Vor etwas mehr als vier Jahren machte es plötzlich Peng bei der Antilopen Gang. In den Köpfen vieler noch als „Fick die Uni“-One-Hit-Wonder einsortiert, flatterte bei der schon immer durch meist sehr reflektierte Texte auffallenden Gruppe ein Plattendeal rein. Bei Jochens kleiner Plattenfirma, die entgegen des Namens so gar nicht klein ist, sondern neben den Gründern, den toten Hosen auch die Broilers beherbergt. Mit ihrer Punk-Attitüde passen die Rapper auch gut ins Rockmusik-Label wie sich zeigt.
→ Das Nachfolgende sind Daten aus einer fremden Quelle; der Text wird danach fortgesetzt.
use std::sync::Arc;

use anyhow::Context;
use tokio::net::TcpListener;
use tracing::info;
use tracing_subscriber::{layer::SubscriberExt, util::SubscriberInitExt};

use lectern_core::database::context::DatabaseContext;
use lectern_server::collaborators::{LoggingNotifier, MediaUrlResolver};
use lectern_server::infra::app_state::AppState;
use lectern_server::infra::config::Config;
use lectern_server::build_app;

#[tokio::main]
async fn main() -> anyhow::Result<()> {
    // .env is optional; real deployments set the environment directly.
    let _ = dotenvy::dotenv();

    tracing_subscriber::registry()
        .with(
            tracing_subscriber::EnvFilter::try_from_default_env()
                .unwrap_or_else(|_| "lectern_server=info,lectern_core=info,tower_http=info".into()),
        )
        .with(tracing_subscriber::fmt::layer())
        .init();

    let config = Arc::new(Config::from_env()?);

    let database = DatabaseContext::connect_postgres(&config.database_url)
        .await
        .context("failed to connect to Postgres")?;
    database
        .postgres()
        .migrate()
        .await
        .context("failed to run migrations")?;

    let url_resolver = Arc::new(MediaUrlResolver::new(config.media_base_url.clone()));
    let notifier = Arc::new(LoggingNotifier);

    let state = AppState::new(
        database.unit_of_work(),
        Arc::clone(&config),
        url_resolver,
        notifier,
    );

    let app = build_app(state);

    let addr = config.bind_addr();
    let listener = TcpListener::bind(addr)
        .await
        .with_context(|| format!("failed to bind {addr}"))?;
    info!(%addr, "lectern-server listening");

    axum::serve(listener, app)
        .await
        .context("server terminated")?;

    Ok(())
}
use std::env;
use std::net::{IpAddr, Ipv4Addr, SocketAddr};

use anyhow::{Context, Result};

/// Server configuration, resolved once at startup from the environment
/// (after `dotenvy` has loaded any `.env` file).
#[derive(Debug, Clone)]
pub struct Config {
    pub host: IpAddr,
    pub port: u16,
    pub database_url: String,
    /// HMAC secret for access-token verification.
    pub jwt_secret: String,
    /// Base URL the playback resolver signs storage ids under.
    pub media_base_url: String,
    pub cors_allowed_origin: Option<String>,
}

impl Config {
    pub fn from_env() -> Result<Self> {
        let host = env::var("SERVER_HOST")
            .ok()
            .map(|s| s.parse::<IpAddr>())
            .transpose()
            .context("SERVER_HOST is not a valid IP address")?
            .unwrap_or(IpAddr::V4(Ipv4Addr::UNSPECIFIED));

        let port = env::var("SERVER_PORT")
            .ok()
            .map(|s| s.parse::<u16>())
            .transpose()
            .context("SERVER_PORT is not a valid port")?
            .unwrap_or(3500);

        let database_url = env::var("DATABASE_URL").context("DATABASE_URL must be set")?;
        let jwt_secret = env::var("JWT_SECRET").context("JWT_SECRET must be set")?;

        let media_base_url = env::var("MEDIA_BASE_URL")
            .unwrap_or_else(|_| "http://localhost:3500/media".to_string());

        Ok(Self {
            host,
            port,
            database_url,
            jwt_secret,
            media_base_url,
            cors_allowed_origin: env::var("CORS_ALLOWED_ORIGIN").ok(),
        })
    }

    pub fn bind_addr(&self) -> SocketAddr {
        SocketAddr::new(self.host, self.port)
    }
}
Das dritte Band-Album steigt prompt auf Chart-Rang Nummer Eins ein. Dabei wurde nahezu vergessen, dass die Gruppe ursprünglich lediglich ein Loser Zusammenschluss von Solomusikern war. Die letzte Soloplatte, die aus dem Camp entstand hat nach wie vor einen bitteren Beigeschmack. „Der Ekelhafte“, das letzte Album von Crew-Member Nmzs erschien wenige Wochen nach dessen Tod. Jetzt geht der nächste der Gang erneut auf Soloreise. Nach zwei Solo-EPs berichtet Danger Dan auf seinem ersten Longplayer aus seinem „beschönigten Leben“. Ein Feature kommen neben einem Band Song mit Koljah und Panik Panzer nur vom Die Prinzen Frontmann Sebastian Krumbiegel. Wir haben die LP besprochen.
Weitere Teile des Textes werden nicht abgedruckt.